In all honesty though, it’s no surprise that Magnet are lacing up their gloves proper and getting ready to fight for further market share. Every marketer is well accustomed to the doom and gloom engulfing planet retail, and probably pretty bored of hearing about it, but for Magnet and its peers there’s far more to worry about than just the paucity of pounds on the high-street. There’s the housing market too.
\"I think that the sector generally is heavily influenced by consumer confidence,\" responded Booth when quizzed over this factor, \"that includes the state of retail in general and, yes, the buoyancy of the housing market. We simply have to accept that and, generally speaking, we look to ensure that we’re always performing in line with the market, if not better.\"

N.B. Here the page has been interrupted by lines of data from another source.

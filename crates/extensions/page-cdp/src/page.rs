//! [`PromptPage`] over a live browser tab.

use async_trait::async_trait;
use tracing::{debug, warn};

use promptlift_page::{RegisteredSite, SiteRegistry};
use promptlift_protocols::{PageError, PromptPage, PromptText};

use crate::cdp::{CdpClient, CdpError, PageSession};
use crate::script::{read_script, write_script, ScriptOutcome, LOCATION_SCRIPT};
use crate::tabs::select_page;

pub struct CdpPromptPage {
    session: PageSession,
    sites: SiteRegistry,
}

impl CdpPromptPage {
    pub fn new(session: PageSession, sites: SiteRegistry) -> Self {
        Self { session, sites }
    }

    /// Attach to the tab picked by [`select_page`].
    pub async fn open(
        client: &CdpClient,
        filter: Option<&str>,
        sites: SiteRegistry,
    ) -> Result<Self, CdpError> {
        let pages = client.list_pages().await?;
        let page = select_page(&pages, filter, &sites)?;
        let session = client.attach_page(page).await?;
        Ok(Self::new(session, sites))
    }

    pub fn session(&self) -> &PageSession {
        &self.session
    }

    async fn location(&self) -> Result<String, CdpError> {
        let value = self.session.evaluate(LOCATION_SCRIPT).await?;
        value
            .as_str()
            .map(str::to_string)
            .ok_or_else(|| CdpError::InvalidResponse("location.href is not a string".to_string()))
    }

    async fn site(&self) -> Result<&RegisteredSite, PageError> {
        let url = self
            .location()
            .await
            .map_err(|e| PageError::ElementNotFound(e.to_string()))?;
        self.sites.resolve(&url)
    }
}

fn missing_input(site: &RegisteredSite) -> PageError {
    PageError::ElementNotFound(format!(
        "{} input ({})",
        site.adapter.display_name(),
        site.adapter.locator().css()
    ))
}

#[async_trait]
impl PromptPage for CdpPromptPage {
    async fn url(&self) -> String {
        match self.location().await {
            Ok(url) => url,
            Err(e) => {
                warn!("Could not read tab location: {}", e);
                String::new()
            }
        }
    }

    async fn read_prompt(&self) -> Result<PromptText, PageError> {
        let site = self.site().await?;
        let value = self
            .session
            .evaluate(&read_script(site))
            .await
            .map_err(|e| PageError::ElementNotFound(e.to_string()))?;
        let outcome =
            ScriptOutcome::parse(value).map_err(|e| PageError::ElementNotFound(e.to_string()))?;
        if !outcome.found {
            return Err(missing_input(site));
        }
        Ok(PromptText::new(outcome.text.unwrap_or_default()))
    }

    async fn write_prompt(&self, text: &str) -> Result<(), PageError> {
        let site = self.site().await?;
        let value = self
            .session
            .evaluate(&write_script(site, text))
            .await
            .map_err(|e| PageError::WriteRejected(e.to_string()))?;
        let outcome =
            ScriptOutcome::parse(value).map_err(|e| PageError::WriteRejected(e.to_string()))?;
        if !outcome.found {
            return Err(missing_input(site));
        }
        debug!(
            "Wrote {} chars into {} input on target {}",
            text.len(),
            site.adapter,
            self.session.target_id()
        );
        Ok(())
    }
}
//! # promptlift Page
//!
//! Everything that happens on the page side of the relay.
//!
//! - [`document`]: in-memory element tree with mutation delivery and events
//! - [`SiteAdapter`]: where each supported site keeps its prompt input
//! - [`ChangeSignal`]: the event fired after a programmatic write
//! - [`PromptObserver`]: republishes prompt text changes
//! - [`DocumentPage`]: [`promptlift_protocols::PromptPage`] over a document

pub mod adapter;
pub mod document;
pub mod fixtures;
pub mod observer;
pub mod page;
pub mod registry;
pub mod signal;

pub use adapter::{Locator, SiteAdapter, WriteStyle};
pub use document::{Document, DomError, NodeId};
pub use observer::{
    AttachOutcome, ChangeFilter, ObserverHandle, ObserverState, PromptObserver, TextUpdated,
};
pub use page::{shared, DocumentPage, SharedDocument};
pub use registry::{RegisteredSite, SiteRegistry};
pub use signal::ChangeSignal;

And that was the end of that. Although the sector in general is struggling, with Magnet’s sales down 6 per cent year on year from the January to September period, it’s Swedish parent company Nobia (Europe’s largest kitchen retailer) is understandably keen to safeguard the firm that provides about a quarter of its substantial operating profit. What’s more it has the deep pockets to prove it.
This is currently manifesting itself in a major refurbishment programme to bring all of the company’s 200+ showrooms in-line with its quite beautiful concept store in Chester (there’s a 360 degree virtual tour just waiting to be taken at www.magnet.co.uk). Booth sees this as an integral part of the Magnet brand’s continual refinement and its subtle assault on the consciousness of potential kitchen consumers.
\"The concept in Chester is something that we’re very proud of, especially as it basically brings the showroom in line with our brand. It’s being rolled out across the entire estate and I think there’s 31 stores that have now been refurbished in line with that footprint.\"
He continued, candidly admitting: \"We recognised that the showroom network had suffered from a lack of investment over time. So thanks to the backing from our parent company we’re investing heavily in the stores themselves. We’ve got a number of new showrooms opening in time for the Boxing Day sale and the rest of the rollout programme will continue over the next year or so.\"
The signs for Booth having warm hands, rather than cold cheeks, come the end of the sales look rosy then. The firm has the financial muscle of its powerful parent, brand spanking new showrooms and the marketing clout of a triumvirate of battle proven northern agencies behind it (Brazen handle the PR and Shipley’s MBD the all-important trade brief). What’s more, consumer confidence is creeping back up the charts, mortgage approvals are on the rise and shards of spending sunlight now appear to be penetrating the aforementioned retail gloom.
It’s hardly perfect trading conditions, but with the team Booth’s got behind him he should be able to get his \"BMW of the kitchen market\" off to a flyer in 2006. If he succeeds in doing that the skid marks will be over at his competitors’, rather than on the pavement outside his own office doors.